ティーチングスイッチ22がオンの場合(S1)は、走行データが記録されてティーチング処理を行い、ティーチング処理の記録データに基づいて直進進行方位を算出する(S2、往路工程Aでの処理)。
【0016】
そして、畦際で機体を操縦者が旋回操作し、操舵ハンドル4が旋回操作角以上に操作(操舵ハンドル4を250度以上操作)されると、往路工程Aが終了して畦際旋回していると判断し、直進進行方位を演算するティーチングは終了し、機体が往路工程Aで進行した方位が決定される。
【0017】
次いで、自律直進操舵制御の条件(S3〜S6)が満たされている場合に限って進行方位を制御(S7)する(復路工程Bの直進進行方位は、往路工程Aで進行した方位に180°回った方位である)。自律直進操舵制御の条件は、植付「入」で、進行方位が一定範囲内に所定時間維持され、車速が所定値以上で、自動走行解除スイッチ23がオンでない場合である。
【0018】
一方、車速条件が欠けている場合は、警告ランプと警告音の組み合わせや音声出力の警報(S5a)によりオペレータに知らせて自動操舵を解除し、手動操舵に戻す処理を行う。
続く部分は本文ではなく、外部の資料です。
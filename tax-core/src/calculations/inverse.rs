//! Estimating the income that produced a given amount of tax.
//!
//! Combined tax is continuous and non-decreasing in income, so the income
//! for a target tax can be found by bisection over `[0, max_income]`. The
//! search keeps `total_tax(lo) < target <= total_tax(hi)` and stops once the
//! interval is no wider than the tolerance, which takes
//! `log2(max_income / tolerance)` evaluations (30 for the defaults).
//!
//! # Example
//!
//! ```
//! use rust_decimal_macros::dec;
//! use tax_core::calculations::{InverseIncomeSolver, SolverConfig};
//! use tax_core::{BracketRow, BracketTable, Jurisdiction, RegionCode, TaxSchedule};
//!
//! let federal = BracketTable::new(
//!     Jurisdiction::Federal,
//!     vec![
//!         BracketRow::new(dec!(0), Some(dec!(50000)), dec!(0.15)),
//!         BracketRow::new(dec!(50000), None, dec!(0.26)),
//!     ],
//! )
//! .unwrap();
//! let ontario = BracketTable::new(
//!     Jurisdiction::Region(RegionCode::new("ON").unwrap()),
//!     vec![
//!         BracketRow::new(dec!(0), Some(dec!(40000)), dec!(0.05)),
//!         BracketRow::new(dec!(40000), None, dec!(0.10)),
//!     ],
//! )
//! .unwrap();
//! let schedule = TaxSchedule::new(federal, [ontario]).unwrap();
//!
//! let solver = InverseIncomeSolver::new(&schedule, SolverConfig::default()).unwrap();
//! let income = solver.income_for_tax(dec!(14100), "ON", dec!(0.01)).unwrap();
//!
//! assert!((income - dec!(60000)).abs() <= dec!(0.01));
//! ```

use rust_decimal::Decimal;
use serde::{Deserialize, Serialize};
use tracing::{debug, trace};

use crate::TaxError;
use crate::calculations::CombinedTaxCalculator;
use crate::calculations::common::round_to_tolerance;
use crate::models::TaxSchedule;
これにより、自動走行中の停止の際の異常修正のまま再出発したときの蛇行を防止して安全を確保することができる。
【0019】
同様に、走行開始時の取扱いについても、一定速度以上にならないと自律直進操舵制御を行わないようにすることにより、低速時の異常修正による出発時の蛇行を防止して安全性を向上することができる。
【0020】
上記警報処理については、音声出力とすることにより、警告ランプと警告音の組み合わせより安価に構成することができる。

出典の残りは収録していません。